I started erratically trying a bunch of stuff – meditation, yoga, shamanic journeying. I was casting about to see if there was someone else I could be. It turns out that there was not anyone else I could be.
I started with a bunch of the usual meditation stuff, and it just kept me in my head. A lot of the instructions are all about the head – watch the space between your thoughts. Let your thoughts be spacious. Your thoughts, thoughts, thoughts, thoughts, thoughts, just very focused on the thoughts.
I found my way towards somatic meditation after trying everything else that did not work. I ran into Reggie Ray’s stuff and he was a last Hail Mary. I went through one of his programs, and that got everything moving.
With Reggie Ray, there was not much attention paid to thoughts. It was like: Can you feel your big toe? Can you stay with your big toe? Can you notice that there’s a quality of personality or atmosphere in your big toe? Can you notice some grieving maybe in the big joint of your big toe? Can you feel that? Can you allow that to notice itself? Not you noticing it from the head, but letting it be with itself. Now move that out to the whole foot, to the ankle, move through the whole body with that type of care, attention, and awareness. It didn’t mention thoughts much at all.
From his somatic meditations, I became increasingly able to choose: Do I want to have an inner monologue today, or not? Let’s go with no. Seems like a good day to not have one. I can just do that.
That alone was pretty much life saving. I think all the energy just drained out of my head and into the body and it finally had a place to go and be stored. It was wonderful.
I started feeling like: My inner monologue isn’t constantly going a thousand miles a minute and trying to kill me all the time. I can feel my body and walk around through the day. There isn’t a sense of void, purposelessness, and depression. I’m making friends and can be around people – it turns out I’m good with people when I’m not in abject despair all the time! It’s nice not to be in abject despair.
Do I want to have an inner monologue today, or not? Let’s go with no. Seems like a good day to not have one. I can just do that.
One of the weirder effects that I had from somatic meditation was that images started coming up. Sometimes it was just memories. Sometimes it was imaginative scenes or emotional textures. At a certain point, I was unable to ignore them.
I had to figure out: Who knows about inner imagery? Am I going insane, or is this a thing that I can work with? The Buddhists were aggressively unhelpful. I went to a couple of Vipassana retreats, and they were like: ignore inner imagery, stay away from it. I’m now pretty mad about that, because I had some insane imagery at those retreats. It would’ve been so good to work with. There was so much juice there, and they just cut me off from it.

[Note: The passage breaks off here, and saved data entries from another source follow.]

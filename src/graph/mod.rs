//! The Road Network and its queries

mod node_id;
pub use node_id::*;

mod node;
pub use node::RoadNode;

mod edge;
pub use edge::{EdgeKey, RoadEdge};

mod node_list;
use node_list::NodeList;

use crate::search::{a_star::weighted_search, bfs::breadth_first_search};
use crate::search::{Heuristic, SearchOutcome};
use crate::utils::debug;
use crate::{GraphError, Location, Path};

/// A directed, weighted Graph of Intersections and the Roads between them.
///
/// Intersections are identified by their [`Location`]. They are added with
/// [`add_vertex`](RoadGraph::add_vertex) and connected with [`add_edge`](RoadGraph::add_edge).
/// Nothing is ever removed.
///
/// ## Examples
/// ```
/// use road_graph::prelude::*;
///
/// let (a, b, c) = (
///     GeographicPoint::new(0.0, 0.0),
///     GeographicPoint::new(1.0, 0.0),
///     GeographicPoint::new(1.0, 1.0),
/// );
///
/// let mut graph = RoadGraph::new();
/// for location in [a, b, c] {
///     graph.add_vertex(location);
/// }
/// graph.add_edge(a, b, "residential", 1.0)?;
/// graph.add_edge(b, c, "residential", 1.0)?;
/// graph.add_edge(a, c, "track", 5.0)?;
///
/// // fewest Roads
/// let path = graph.bfs(a, c)?.unwrap();
/// assert_eq!(path, vec![a, c]);
///
/// // shortest Distance
/// let path = graph.dijkstra(a, c)?.unwrap();
/// assert_eq!(path, vec![a, b, c]);
/// assert_eq!(path.cost(), 2.0);
///
/// // there is no way back
/// assert_eq!(graph.a_star_search(c, a)?, None);
/// # Ok::<(), GraphError>(())
/// ```
#[derive(Clone, Debug)]
pub struct RoadGraph<P: Location> {
    nodes: NodeList<P>,
    edges: hashbrown::HashMap<EdgeKey, RoadEdge>,
    visited: Vec<NodeID>,
}

impl<P: Location> Default for RoadGraph<P> {
    fn default() -> Self {
        RoadGraph::new()
    }
}

impl<P: Location> RoadGraph<P> {
    /// Creates an empty Graph
    pub fn new() -> RoadGraph<P> {
        RoadGraph {
            nodes: NodeList::new(),
            edges: hashbrown::HashMap::default(),
            visited: vec![],
        }
    }

    /// The number of Intersections in the Graph
    pub fn num_vertices(&self) -> usize {
        self.nodes.len()
    }

    /// The Locations of all Intersections, in no particular order
    pub fn vertices(&self) -> impl Iterator<Item = &P> + '_ {
        self.nodes.locations()
    }

    /// The number of Roads in the Graph.
    ///
    /// This counts every call to [`add_edge`](RoadGraph::add_edge) that succeeded, even if an
    /// Edge between the same two Intersections was replaced. See [`edges`](RoadGraph::edges) for
    /// the distinct Edges.
    pub fn num_edges(&self) -> usize {
        self.nodes
            .iter()
            .map(|node| node.outgoing_neighbors().len())
            .sum()
    }

    /// `true` if there is an Intersection at `location`
    pub fn contains(&self, location: &P) -> bool {
        self.nodes.id_at(location).is_some()
    }

    /// The Intersection at `location`
    pub fn node(&self, location: &P) -> Option<&RoadNode<P>> {
        self.nodes.id_at(location).map(|id| &self.nodes[id])
    }

    /// The Intersection with the given ID
    pub fn node_by_id(&self, id: NodeID) -> Option<&RoadNode<P>> {
        self.nodes.get(id)
    }

    /// The Road from `from` to `to`, if there is one
    pub fn edge(&self, from: &P, to: &P) -> Option<&RoadEdge> {
        let key = EdgeKey::new(self.nodes.id_at(from)?, self.nodes.id_at(to)?);
        self.edges.get(&key)
    }

    /// All distinct Roads, in no particular order
    pub fn edges(&self) -> impl Iterator<Item = &RoadEdge> + '_ {
        self.edges.values()
    }

    /// Adds an Intersection at `location`.
    ///
    /// Returns `false` and leaves the Graph unchanged if `location` is already part of the Graph
    /// or not [valid](Location::is_valid).
    pub fn add_vertex(&mut self, location: P) -> bool {
        if !location.is_valid() {
            debug!("rejected invalid location {:?}", location);
            return false;
        }
        self.nodes.add_node(location).is_some()
    }

    /// Adds a directed Road from `from` to `to` with the given type and length (in km).
    ///
    /// Both Locations have to be added with [`add_vertex`](RoadGraph::add_vertex) first. An
    /// existing Road between the same two Intersections is replaced. No Road in the opposite
    /// direction is created.
    ///
    /// ## Errors
    /// - [`GraphError::InvalidLength`] if `length` is negative, NaN or infinite
    /// - [`GraphError::UnknownVertex`] if `from` or `to` is not part of the Graph
    pub fn add_edge(&mut self, from: P, to: P, road_type: &str, length: f64) -> Result<(), GraphError> {
        self.insert_edge(from, to, None, road_type, length)
    }

    /// Same as [`add_edge`](RoadGraph::add_edge), but also stores the name of the Road
    pub fn add_named_edge(
        &mut self,
        from: P,
        to: P,
        road_name: &str,
        road_type: &str,
        length: f64,
    ) -> Result<(), GraphError> {
        self.insert_edge(from, to, Some(road_name.to_owned()), road_type, length)
    }

    fn insert_edge(
        &mut self,
        from: P,
        to: P,
        road_name: Option<String>,
        road_type: &str,
        length: f64,
    ) -> Result<(), GraphError> {
        if !(length >= 0.0 && length.is_finite()) {
            debug!("rejected edge {:?} -> {:?} with length {}", from, to, length);
            return Err(GraphError::InvalidLength { length });
        }
        let key = EdgeKey::new(self.id_of(&from)?, self.id_of(&to)?);

        self.nodes[key.begin].add_outgoing_neighbor(key.end);
        self.edges.insert(
            key,
            RoadEdge {
                key,
                length,
                road_type: road_type.to_owned(),
                road_name,
            },
        );
        Ok(())
    }

    /// Finds the Path from `start` to `goal` with the fewest Roads.
    ///
    /// The cost of the returned Path is still the total length of its Roads.
    ///
    /// Returns `Ok(None)` if `goal` cannot be reached.
    ///
    /// ## Errors
    /// [`GraphError::UnknownVertex`] if `start` or `goal` is not part of the Graph
    pub fn bfs(&self, start: P, goal: P) -> Result<Option<Path<P>>, GraphError> {
        self.bfs_with(start, goal, |_| {})
    }

    /// Same as [`bfs`](RoadGraph::bfs), but calls `on_discover` with every Location the moment
    /// it is discovered.
    pub fn bfs_with(
        &self,
        start: P,
        goal: P,
        on_discover: impl FnMut(P),
    ) -> Result<Option<Path<P>>, GraphError> {
        let (start_id, goal_id) = (self.id_of(&start)?, self.id_of(&goal)?);

        let steps = match breadth_first_search(self, start_id, goal_id, on_discover) {
            Some(steps) => steps,
            None => return Ok(None),
        };

        let mut cost = 0.0;
        for pair in steps.windows(2) {
            let edge = self
                .edge_by_key(EdgeKey::new(pair[0], pair[1]))
                .ok_or_else(|| {
                    GraphError::missing_edge(&self.nodes[pair[0]].location(), &self.nodes[pair[1]].location())
                })?;
            cost += edge.length();
        }
        let locations = steps.into_iter().map(|id| self.nodes[id].location()).collect();
        Ok(Some(Path::new(locations, cost)))
    }

    /// Finds the shortest Path from `start` to `goal` using Dijkstra's Algorithm.
    ///
    /// Returns `Ok(None)` if `goal` cannot be reached. The Intersections closed during the search
    /// can be inspected afterwards with [`visited`](RoadGraph::visited).
    ///
    /// ## Errors
    /// [`GraphError::UnknownVertex`] if `start` or `goal` is not part of the Graph
    pub fn dijkstra(&mut self, start: P, goal: P) -> Result<Option<Path<P>>, GraphError> {
        self.dijkstra_with(start, goal, |_| {})
    }

    /// Same as [`dijkstra`](RoadGraph::dijkstra), but calls `on_discover` with a Location every
    /// time a shorter way to it is found.
    pub fn dijkstra_with(
        &mut self,
        start: P,
        goal: P,
        on_discover: impl FnMut(P),
    ) -> Result<Option<Path<P>>, GraphError> {
        self.recorded_search(start, goal, Heuristic::Zero, on_discover)
    }

    /// Finds the shortest Path from `start` to `goal` using A* with the straight-line
    /// [`distance`](Location::distance) to `goal` as the Heuristic.
    ///
    /// The Path has the same length as the one found by [`dijkstra`](RoadGraph::dijkstra) as
    /// long as no Road is shorter than the straight line between its ends.
    ///
    /// Returns `Ok(None)` if `goal` cannot be reached. The Intersections closed during the search
    /// can be inspected afterwards with [`visited`](RoadGraph::visited).
    ///
    /// ## Errors
    /// [`GraphError::UnknownVertex`] if `start` or `goal` is not part of the Graph
    pub fn a_star_search(&mut self, start: P, goal: P) -> Result<Option<Path<P>>, GraphError> {
        self.a_star_search_with(start, goal, |_| {})
    }

    /// Same as [`a_star_search`](RoadGraph::a_star_search), but calls `on_discover` with a
    /// Location every time a shorter way to it is found.
    pub fn a_star_search_with(
        &mut self,
        start: P,
        goal: P,
        on_discover: impl FnMut(P),
    ) -> Result<Option<Path<P>>, GraphError> {
        self.recorded_search(start, goal, Heuristic::StraightLine, on_discover)
    }

    /// Runs a weighted search without touching the Graph.
    ///
    /// This is what [`dijkstra`](RoadGraph::dijkstra) and
    /// [`a_star_search`](RoadGraph::a_star_search) use internally. Since all search state is
    /// owned by the call, any number of these may run at the same time.
    ///
    /// ## Errors
    /// - [`GraphError::UnknownVertex`] if `start` or `goal` is not part of the Graph
    /// - [`GraphError::MissingEdge`] if a Neighbor has no matching Edge
    pub fn find_path(
        &self,
        start: P,
        goal: P,
        heuristic: Heuristic,
        on_discover: impl FnMut(P),
    ) -> Result<SearchOutcome<P>, GraphError> {
        let (start_id, goal_id) = (self.id_of(&start)?, self.id_of(&goal)?);
        weighted_search(self, start_id, goal_id, heuristic, on_discover)
    }

    /// The Intersections closed by the most recent call to [`dijkstra`](RoadGraph::dijkstra) or
    /// [`a_star_search`](RoadGraph::a_star_search), in the order they were closed.
    ///
    /// [`bfs`](RoadGraph::bfs) and [`find_path`](RoadGraph::find_path) don't change this.
    pub fn visited(&self) -> impl Iterator<Item = &RoadNode<P>> + '_ {
        self.visited.iter().map(move |&id| &self.nodes[id])
    }

    fn recorded_search(
        &mut self,
        start: P,
        goal: P,
        heuristic: Heuristic,
        on_discover: impl FnMut(P),
    ) -> Result<Option<Path<P>>, GraphError> {
        let outcome = self.find_path(start, goal, heuristic, on_discover)?;
        self.visited = outcome.visited;
        Ok(outcome.path)
    }

    fn id_of(&self, location: &P) -> Result<NodeID, GraphError> {
        self.nodes
            .id_at(location)
            .ok_or_else(|| GraphError::unknown_vertex(location))
    }

    pub(crate) fn nodes(&self) -> &NodeList<P> {
        &self.nodes
    }

    pub(crate) fn edge_by_key(&self, key: EdgeKey) -> Option<&RoadEdge> {
        self.edges.get(&key)
    }
}
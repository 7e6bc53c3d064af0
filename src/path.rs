/// A Path through the Road Network
///
/// Stores the visited Locations in order, including start and goal, and the total length of the
/// Edges between them in `cost`.
#[derive(Debug, Clone, PartialEq)]
pub struct Path<P> {
    path: Vec<P>,
    cost: f64,
}

impl<P> Path<P> {
    /// creates a new Path with the given sequence of Locations and total Cost
    /// ## Examples
    /// Basic usage:
    /// ```
    /// # use road_graph::Path;
    /// let path = Path::new(vec!['a', 'b', 'c'], 4.2);
    ///
    /// assert_eq!(path, vec!['a', 'b', 'c']);
    /// assert_eq!(path.cost(), 4.2);
    /// ```
    pub fn new(path: Vec<P>, cost: f64) -> Path<P> {
        Path { path, cost }
    }

    /// The total length of the Roads along this Path
    pub fn cost(&self) -> f64 {
        self.cost
    }

    /// The number of Locations on the Path, including start and goal
    pub fn len(&self) -> usize {
        self.path.len()
    }

    /// `true` if the Path contains no Locations
    pub fn is_empty(&self) -> bool {
        self.path.is_empty()
    }

    /// The number of Roads taken
    pub fn edge_count(&self) -> usize {
        self.path.len().saturating_sub(1)
    }

    /// Returns an Iterator over the Path
    pub fn iter(&self) -> std::slice::Iter<'_, P> {
        self.path.iter()
    }

    /// Unwraps the Locations of the Path
    pub fn into_vec(self) -> Vec<P> {
        self.path
    }
}

use std::ops::{Deref, Index};

impl<P> Index<usize> for Path<P> {
    type Output = P;
    fn index(&self, index: usize) -> &P {
        &self.path[index]
    }
}

impl<P> Deref for Path<P> {
    type Target = [P];
    fn deref(&self) -> &[P] {
        &self.path
    }
}

impl<P: PartialEq> PartialEq<Vec<P>> for Path<P> {
    fn eq(&self, rhs: &Vec<P>) -> bool {
        self.path == *rhs
    }
}

impl<'a, P: PartialEq> PartialEq<&'a [P]> for Path<P> {
    fn eq(&self, rhs: &&'a [P]) -> bool {
        self.path.as_slice() == *rhs
    }
}

impl<'a, P> IntoIterator for &'a Path<P> {
    type Item = &'a P;
    type IntoIter = std::slice::Iter<'a, P>;
    fn into_iter(self) -> Self::IntoIter {
        self.path.iter()
    }
}

use std::fmt;
impl<P: fmt::Display> fmt::Display for Path<P> {
    fn fmt(&self, fmt: &mut fmt::Formatter) -> fmt::Result {
        write!(fmt, "Path[Cost = {}]: ", self.cost)?;
        if self.path.is_empty() {
            write!(fmt, "<empty>")
        } else {
            write!(fmt, "{}", self.path[0])?;
            for p in self.path.iter().skip(1) {
                write!(fmt, " -> {}", p)?;
            }
            Ok(())
        }
    }
}

#[cfg(test)]
mod tests {

    use super::Path;
    #[test]
    fn index() {
        let path = Path::new(vec![4, 2, 0], 4.2);

        assert_eq!(path[0], 4);
        assert_eq!(path[1], 2);
        assert_eq!(path[2], 0);
        assert_eq!(path.edge_count(), 2);
    }

    #[test]
    fn display() {
        let path = Path::new(vec![4, 2, 0], 42.5);

        assert_eq!(&format!("{}", path), "Path[Cost = 42.5]: 4 -> 2 -> 0");
    }

    #[test]
    fn display_empty() {
        let path = Path::new(Vec::<i32>::new(), 0.0);

        assert_eq!(&format!("{}", path), "Path[Cost = 0]: <empty>");
        assert_eq!(path.edge_count(), 0);
    }
}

Luckily, I found more shamanic stuff, western esotericism, and most importantly, Jung and the Jungians. I remembered that the Jungians had talked about some of this stuff, so I went back to look at them with a vengeance. That was when a lot more stuff started taking off.
Looking at inner imagery and dreams from my body was a completely different world from remembering dreams and thinking about them in my head. It was full body and full self sensing of the images and all of their latent textures and latent information. Being with it, playing it, letting it continue to move and unfold.
What shifted from this was entirely unbelievable to me. It kind of still is. I can’t explain it a lot of the time. The imaginal work started shifting things weirdly intensely, and weirdly quickly. I started wondering: Why is no one talking about this? This stuff is just available and free. Even the Jungians don’t really talk about Jungian active imagination these days.
There was a particular dream of a bison that I had. I later on went back to the dream in a trance state to check out what else was going on there, because it felt like a very powerful dream. I worked with it and stuff happened. Coming out of that dream, within days, these knots and blocks and issues that I had had around self-trust and authority my entire life, that had largely dominated my life and how I organized myself in the world, just dissolved. They just went away. That was insane to me. Even a couple of weeks later, I would look around and notice that I could trust myself and my own being. I didn't need to look for anyone else’s authority to fix me or make the person I need to be.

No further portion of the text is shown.